Avrei voluto mandare via Inzaghi, oggi ringrazio sia sulla nostra panchina. Col Frosinone partita fastidiosa

Solita partita fastidiosa stasera, dove chi è di scena al Meazza non ha niente da perdere, gioca serenamente dall’alto di una classifica ottimale, sta bene fisicamente e scende in campo al grido di vada come vada sarà un successo. L’Inter, nel frattempo, è cresciuta di molto. La famosa consapevolezza di cui tanto si parlava a inizio stagione e che sembrava smarrita dopo Sassuolo e Bologna si era solo presa un breve periodo di riflessione: oggi i ragazzi di Simone Inzaghi sembrano essere consci di ciò che fanno e, soprattutto, di come lo fanno.
Non deve trarre in inganno il gollettino di differenza che accomuna il trittico di impegni alle spalle, Roma, Atalanta e Salisburgo: risultati bugiardi, dettati da amnesie offensive nostre, inspiegabili silenzi dei varisti, paratissime di novelli Lev Yashin per una notte.
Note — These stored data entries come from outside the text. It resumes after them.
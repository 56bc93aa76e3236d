//! Conversion of untyped returned values into the type a caller asks for.

use chrono::NaiveDateTime;

use crate::error::SqlFluentDbError;
use crate::types::{DbValue, Decimal};

/// Types a returned [`DbValue`] can be coerced into.
///
/// Conversions are lenient in the way database drivers usually are: integers of any width
/// narrow when the value fits, numeric text parses, and floats round to the nearest integer.
/// Anything else is a [`SqlFluentDbError::Cast`].
pub trait FromDbValue: Sized {
    /// Convert a non-null value.
    ///
    /// # Errors
    /// Returns `SqlFluentDbError::Cast` when the value cannot represent `Self`.
    fn from_db_value(value: DbValue) -> Result<Self, SqlFluentDbError>;
}

/// Convert a possibly-null value, mapping NULL to `None`.
///
/// # Errors
/// Returns `SqlFluentDbError::Cast` if a non-null value is not convertible.
pub fn convert_scalar<T: FromDbValue>(value: DbValue) -> Result<Option<T>, SqlFluentDbError> {
    if value.is_null() {
        return Ok(None);
    }
    T::from_db_value(value).map(Some)
}

/// Binary scalars are taken as-is; any non-binary value reads as no value.
#[must_use]
pub fn scalar_binary(value: DbValue) -> Option<Vec<u8>> {
    match value {
        DbValue::Binary(bytes) => Some(bytes),
        _ => None,
    }
}

fn cast_error(value: &DbValue, target: &str) -> SqlFluentDbError {
    SqlFluentDbError::Cast(format!(
        "cannot convert {} value '{value}' to {target}",
        value.type_name()
    ))
}

#[allow(clippy::cast_possible_truncation, clippy::cast_precision_loss)]
fn to_i64(value: &DbValue, target: &str) -> Result<i64, SqlFluentDbError> {
    if let Some(v) = value.as_i64() {
        return Ok(v);
    }
    let float = match value {
        DbValue::Single(v) => f64::from(*v),
        DbValue::Double(v) => *v,
        DbValue::Decimal(d) => return d.to_i64().ok_or_else(|| cast_error(value, target)),
        DbValue::Text(s) => {
            let trimmed = s.trim();
            if let Ok(v) = trimmed.parse::<i64>() {
                return Ok(v);
            }
            return trimmed
                .parse::<Decimal>()
                .ok()
                .and_then(|d| d.to_i64())
                .ok_or_else(|| cast_error(value, target));
        }
        _ => return Err(cast_error(value, target)),
    };
    let rounded = float.round();
    if !rounded.is_finite() || rounded < i64::MIN as f64 || rounded >= i64::MAX as f64 {
        return Err(cast_error(value, target));
    }
    Ok(rounded as i64)
}

macro_rules! integral_from_db_value {
    ($ty:ty, $target:literal) => {
        impl FromDbValue for $ty {
            fn from_db_value(value: DbValue) -> Result<Self, SqlFluentDbError> {
                let wide = to_i64(&value, $target)?;
                <$ty>::try_from(wide).map_err(|_| cast_error(&value, $target))
            }
        }
    };
}

integral_from_db_value!(u8, "byte");
integral_from_db_value!(i16, "int16");
integral_from_db_value!(i32, "int32");

impl FromDbValue for i64 {
    fn from_db_value(value: DbValue) -> Result<Self, SqlFluentDbError> {
        to_i64(&value, "int64")
    }
}

impl FromDbValue for bool {
    fn from_db_value(value: DbValue) -> Result<Self, SqlFluentDbError> {
        if let Some(v) = value.as_i64() {
            return Ok(v != 0);
        }
        match &value {
            DbValue::Single(v) => Ok(*v != 0.0),
            DbValue::Double(v) => Ok(*v != 0.0),
            DbValue::Decimal(d) => Ok(d.mantissa() != 0),
            DbValue::Text(s) if s.trim().eq_ignore_ascii_case("true") => Ok(true),
            DbValue::Text(s) if s.trim().eq_ignore_ascii_case("false") => Ok(false),
            _ => Err(cast_error(&value, "boolean")),
        }
    }
}

impl FromDbValue for f64 {
    #[allow(clippy::cast_precision_loss)]
    fn from_db_value(value: DbValue) -> Result<Self, SqlFluentDbError> {
        if let Some(v) = value.as_i64() {
            return Ok(v as f64);
        }
        match &value {
            DbValue::Single(v) => Ok(f64::from(*v)),
            DbValue::Double(v) => Ok(*v),
            DbValue::Decimal(d) => Ok(d.to_f64()),
            DbValue::Text(s) => s.trim().parse().map_err(|_| cast_error(&value, "double")),
            _ => Err(cast_error(&value, "double")),
        }
    }
}

impl FromDbValue for f32 {
    #[allow(clippy::cast_possible_truncation)]
    fn from_db_value(value: DbValue) -> Result<Self, SqlFluentDbError> {
        if let DbValue::Single(v) = value {
            return Ok(v);
        }
        f64::from_db_value(value).map(|v| v as f32)
    }
}

impl FromDbValue for Decimal {
    fn from_db_value(value: DbValue) -> Result<Self, SqlFluentDbError> {
        if let Some(v) = value.as_i64() {
            return Ok(Decimal::from_i64(v));
        }
        match &value {
            DbValue::Decimal(d) => Ok(*d),
            DbValue::Single(v) => {
                Decimal::from_f64(f64::from(*v)).ok_or_else(|| cast_error(&value, "decimal"))
            }
            DbValue::Double(v) => Decimal::from_f64(*v).ok_or_else(|| cast_error(&value, "decimal")),
            DbValue::Text(s) => s.parse().map_err(|_| cast_error(&value, "decimal")),
            _ => Err(cast_error(&value, "decimal")),
        }
    }
}

const DATETIME_FORMATS: [&str; 4] = [
    "%Y-%m-%d %H:%M:%S%.f",
    "%Y-%m-%dT%H:%M:%S%.f",
    "%Y-%m-%d %H:%M",
    "%Y-%m-%dT%H:%M",
];

impl FromDbValue for NaiveDateTime {
    fn from_db_value(value: DbValue) -> Result<Self, SqlFluentDbError> {
        match &value {
            DbValue::DateTime(dt) => Ok(*dt),
            DbValue::Text(s) => {
                let trimmed = s.trim();
                DATETIME_FORMATS
                    .iter()
                    .find_map(|fmt| NaiveDateTime::parse_from_str(trimmed, fmt).ok())
                    .or_else(|| {
                        chrono::NaiveDate::parse_from_str(trimmed, "%Y-%m-%d")
                            .ok()
                            .and_then(|d| d.and_hms_opt(0, 0, 0))
                    })
                    .ok_or_else(|| cast_error(&value, "datetime"))
            }
            _ => Err(cast_error(&value, "datetime")),
        }
    }
}

/// Any non-null value renders as its string form, so an empty string stays distinct from
/// NULL.
impl FromDbValue for String {
    fn from_db_value(value: DbValue) -> Result<Self, SqlFluentDbError> {
        match value {
            DbValue::Text(s) | DbValue::Xml(s) => Ok(s),
            other => Ok(other.to_string()),
        }
    }
}

impl FromDbValue for Vec<u8> {
    fn from_db_value(value: DbValue) -> Result<Self, SqlFluentDbError> {
        match value {
            DbValue::Binary(bytes) => Ok(bytes),
            other => Err(cast_error(&other, "binary")),
        }
    }
}

impl FromDbValue for DbValue {
    fn from_db_value(value: DbValue) -> Result<Self, SqlFluentDbError> {
        Ok(value)
    }
}

#[cfg(test)]
mod tests {
    use super::*;

    #[test]
    fn null_is_none_not_cast_error() {
        assert_eq!(convert_scalar::<i32>(DbValue::Null).unwrap(), None);
        assert_eq!(convert_scalar::<String>(DbValue::Null).unwrap(), None);
    }

    #[test]
    fn integers_narrow_when_they_fit() {
        assert_eq!(convert_scalar::<i32>(DbValue::Int64(42)).unwrap(), Some(42));
        assert_eq!(convert_scalar::<u8>(DbValue::Int32(255)).unwrap(), Some(255));
        assert!(matches!(
            convert_scalar::<u8>(DbValue::Int32(256)),
            Err(SqlFluentDbError::Cast(_))
        ));
        assert!(matches!(
            convert_scalar::<i16>(DbValue::Int64(i64::from(i16::MAX) + 1)),
            Err(SqlFluentDbError::Cast(_))
        ));
    }

    #[test]
    fn text_and_float_coercions() {
        assert_eq!(convert_scalar::<i64>(DbValue::Text(" 17 ".into())).unwrap(), Some(17));
        assert_eq!(convert_scalar::<i32>(DbValue::Double(2.6)).unwrap(), Some(3));
        assert_eq!(convert_scalar::<f64>(DbValue::Int64(3)).unwrap(), Some(3.0));
        assert!(matches!(
            convert_scalar::<i32>(DbValue::Text("abc".into())),
            Err(SqlFluentDbError::Cast(_))
        ));
        assert_eq!(
            convert_scalar::<Decimal>(DbValue::Text("12.50".into())).unwrap(),
            Some(Decimal::new(125, 1).unwrap())
        );
    }

    #[test]
    fn booleans() {
        assert_eq!(convert_scalar::<bool>(DbValue::Int64(1)).unwrap(), Some(true));
        assert_eq!(convert_scalar::<bool>(DbValue::Int64(0)).unwrap(), Some(false));
        assert_eq!(convert_scalar::<bool>(DbValue::Text("TRUE".into())).unwrap(), Some(true));
        assert!(convert_scalar::<bool>(DbValue::Binary(vec![1])).is_err());
    }

    #[test]
    fn datetimes_parse_from_text() {
        let dt = convert_scalar::<NaiveDateTime>(DbValue::Text("2024-01-02 03:04:05.250".into()))
            .unwrap()
            .unwrap();
        assert_eq!(dt.format("%F %T%.3f").to_string(), "2024-01-02 03:04:05.250");
        let midnight = convert_scalar::<NaiveDateTime>(DbValue::Text("2024-01-02".into()))
            .unwrap()
            .unwrap();
        assert_eq!(midnight.format("%T").to_string(), "00:00:00");
        assert!(convert_scalar::<NaiveDateTime>(DbValue::Int64(5)).is_err());
    }

    #[test]
    fn strings_distinguish_empty_from_null() {
        assert_eq!(
            convert_scalar::<String>(DbValue::Text(String::new())).unwrap(),
            Some(String::new())
        );
        assert_eq!(
            convert_scalar::<String>(DbValue::Int32(5)).unwrap(),
            Some("5".to_string())
        );
    }

    #[test]
    fn binary_is_a_raw_cast() {
        assert_eq!(scalar_binary(DbValue::Binary(vec![1, 2])), Some(vec![1, 2]));
        assert_eq!(scalar_binary(DbValue::Text("x".into())), None);
        assert!(convert_scalar::<Vec<u8>>(DbValue::Text("x".into())).is_err());
    }
}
Perché, parliamoci chiaro, con la Roma il divario è stato enorme, con l’Atalanta il gol di Scamacca viziato da una non chiamata e del direttore di gara e di chi stava in saletta davanti a millemila schermi, col Salisburgo abbiamo rischiato di prendere gol una volta in novanta minuti contro, vado a memoria, perlomeno quattro/cinque nitide occasioni da rete - per nitide intendo nitide, non roba farlocca - soprattutto sprecate da nostra imprecisione, di tanto in tanto ricadiamo nell’incomprensibile capacità di gettare al vento gol non facili, molto facili. Però chissenefrega, sono particolari di cui poco mi interessa allo stato attuale delle cose.
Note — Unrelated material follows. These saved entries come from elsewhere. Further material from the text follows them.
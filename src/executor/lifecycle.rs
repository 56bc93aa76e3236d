use clap::ValueEnum;
use serde::Deserialize;
use tokio_util::sync::CancellationToken;

use super::SqlExecutor;
use crate::error::SqlFluentDbError;
use crate::provider::{ProviderConnection, TransactionOp};

/// Policy for when the executor's connection is closed.
///
/// Fixed at construction.
#[derive(Debug, Clone, Copy, PartialEq, Eq, Default, ValueEnum, Deserialize)]
pub enum ConnectionMode {
    /// Close the connection after every statement.
    #[default]
    Normal,
    /// Hold the connection open; the caller manages transaction boundaries.
    Transactional,
    /// Hold the connection open so several result sets can be consumed.
    MultipleResultSets,
}

impl ConnectionMode {
    /// Whether statements leave the connection open for the next one.
    #[must_use]
    pub fn holds_connection(self) -> bool {
        !matches!(self, ConnectionMode::Normal)
    }
}

impl SqlExecutor {
    /// Create the connection if needed and open it if it is not already open.
    ///
    /// # Errors
    /// Returns the provider's connection error unchanged; open failures are never
    /// reclassified as constraint violations.
    pub fn open(&mut self) -> Result<(), SqlFluentDbError> {
        self.ensure_live()?;
        let conn = self.connection_slot()?;
        if !conn.is_open() {
            conn.open()?;
            tracing::debug!(provider = self.provider.name(), mode = ?self.mode, "connection opened");
        }
        Ok(())
    }

    /// Async [`open`](Self::open).
    ///
    /// # Errors
    /// Returns `Cancelled` if `cancel` has fired, or the provider's connection error.
    pub async fn open_async(&mut self, cancel: &CancellationToken) -> Result<(), SqlFluentDbError> {
        self.ensure_live()?;
        if cancel.is_cancelled() {
            return Err(SqlFluentDbError::Cancelled);
        }
        let conn = self.connection_slot()?;
        if !conn.is_open() {
            conn.open_async(cancel).await?;
            tracing::debug!(provider = self.provider.name(), mode = ?self.mode, "connection opened");
        }
        Ok(())
    }

    /// Close the connection when the mode is [`ConnectionMode::Normal`]; otherwise a no-op.
    ///
    /// # Errors
    /// Returns an error if the provider fails to close the connection.
    pub fn close(&mut self) -> Result<(), SqlFluentDbError> {
        if self.mode.holds_connection() {
            return Ok(());
        }
        self.close_connection()
    }

    /// # Errors
    /// Returns an error if the provider fails to close the connection.
    pub async fn close_async(&mut self) -> Result<(), SqlFluentDbError> {
        if self.mode.holds_connection() {
            return Ok(());
        }
        self.close_connection_async().await
    }

    /// Start a transaction on the held connection, opening it first if necessary.
    ///
    /// # Errors
    /// Returns `InvalidState` outside [`ConnectionMode::Transactional`], or the provider's
    /// error (classified when it carries a constraint code).
    pub fn begin_transaction(&mut self) -> Result<(), SqlFluentDbError> {
        self.require_transactional()?;
        self.open()?;
        self.run_transaction(TransactionOp::Begin)
    }

    /// # Errors
    /// See [`begin_transaction`](Self::begin_transaction); also `InvalidState` if no
    /// connection is open.
    pub fn commit(&mut self) -> Result<(), SqlFluentDbError> {
        self.require_transactional()?;
        self.run_transaction(TransactionOp::Commit)
    }

    /// # Errors
    /// See [`commit`](Self::commit).
    pub fn rollback(&mut self) -> Result<(), SqlFluentDbError> {
        self.require_transactional()?;
        self.run_transaction(TransactionOp::Rollback)
    }

    /// # Errors
    /// See [`begin_transaction`](Self::begin_transaction); also `Cancelled`.
    pub async fn begin_transaction_async(
        &mut self,
        cancel: &CancellationToken,
    ) -> Result<(), SqlFluentDbError> {
        self.require_transactional()?;
        self.open_async(cancel).await?;
        self.run_transaction_async(TransactionOp::Begin, cancel).await
    }

    /// # Errors
    /// See [`commit`](Self::commit); also `Cancelled`.
    pub async fn commit_async(&mut self, cancel: &CancellationToken) -> Result<(), SqlFluentDbError> {
        self.require_transactional()?;
        self.run_transaction_async(TransactionOp::Commit, cancel).await
    }

    /// # Errors
    /// See [`rollback`](Self::rollback); also `Cancelled`.
    pub async fn rollback_async(
        &mut self,
        cancel: &CancellationToken,
    ) -> Result<(), SqlFluentDbError> {
        self.require_transactional()?;
        self.run_transaction_async(TransactionOp::Rollback, cancel).await
    }

    /// Close the connection regardless of mode, if it is open.
    pub(crate) fn close_connection(&mut self) -> Result<(), SqlFluentDbError> {
        match self.connection.as_deref_mut() {
            Some(conn) if conn.is_open() => {
                conn.close()?;
                tracing::debug!(provider = self.provider.name(), "connection closed");
                Ok(())
            }
            _ => Ok(()),
        }
    }

    pub(crate) async fn close_connection_async(&mut self) -> Result<(), SqlFluentDbError> {
        match self.connection.as_deref_mut() {
            Some(conn) if conn.is_open() => {
                conn.close_async().await?;
                tracing::debug!(provider = self.provider.name(), "connection closed");
                Ok(())
            }
            _ => Ok(()),
        }
    }

    fn connection_slot(&mut self) -> Result<&mut dyn ProviderConnection, SqlFluentDbError> {
        let conn = match self.connection.take() {
            Some(conn) => conn,
            None => self.provider.connect(&self.connection_string)?,
        };
        Ok(self.connection.insert(conn).as_mut())
    }

    fn require_transactional(&self) -> Result<(), SqlFluentDbError> {
        self.ensure_live()?;
        if self.mode != ConnectionMode::Transactional {
            return Err(SqlFluentDbError::InvalidState(format!(
                "transactions require transactional connection mode, executor is {:?}",
                self.mode
            )));
        }
        Ok(())
    }

    fn run_transaction(&mut self, op: TransactionOp) -> Result<(), SqlFluentDbError> {
        let (conn, _) = self.parts()?;
        if !conn.is_open() {
            return Err(SqlFluentDbError::InvalidState("connection is not open".into()));
        }
        let result = conn.transaction(op);
        tracing::debug!(?op, ok = result.is_ok(), "transaction boundary");
        result.map_err(|err| self.classify(err))
    }

    async fn run_transaction_async(
        &mut self,
        op: TransactionOp,
        cancel: &CancellationToken,
    ) -> Result<(), SqlFluentDbError> {
        let (conn, _) = self.parts()?;
        if !conn.is_open() {
            return Err(SqlFluentDbError::InvalidState("connection is not open".into()));
        }
        let result = conn.transaction_async(op, cancel).await;
        tracing::debug!(?op, ok = result.is_ok(), "transaction boundary");
        result.map_err(|err| self.classify(err))
    }
}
Simone Inzaghi, sempre grazie per essere seduto sulla nostra panchina - confesso fustigandomi con un gatto a nove code che lo scorso febbraio avrei voluto mandarlo via a fine stagione, sempre a fine stagione perché i cambi in corsa sono indice di debolezza societaria dal mio personalissimo punto di vista, a meno di rivolte interne come fu, ad esempio, nel caso di Benitez e qualcun altro - sembrerebbe intenzionato a schierare quella che nella sua testa, secondo me, è la titolarissima, consci che in questa Inter la parola rincalzi non esiste. Un dubbio, Acerbi: non fosse prontissimo spazio a Stefan de Vrij, tornato a ricoprire il ruolo di muro per cui era stato acquistato, a parametro zero. Parametro zero come Calha, parametro zero come Marcus, sempre per la serie dirigenza poco fattiva e disattenta.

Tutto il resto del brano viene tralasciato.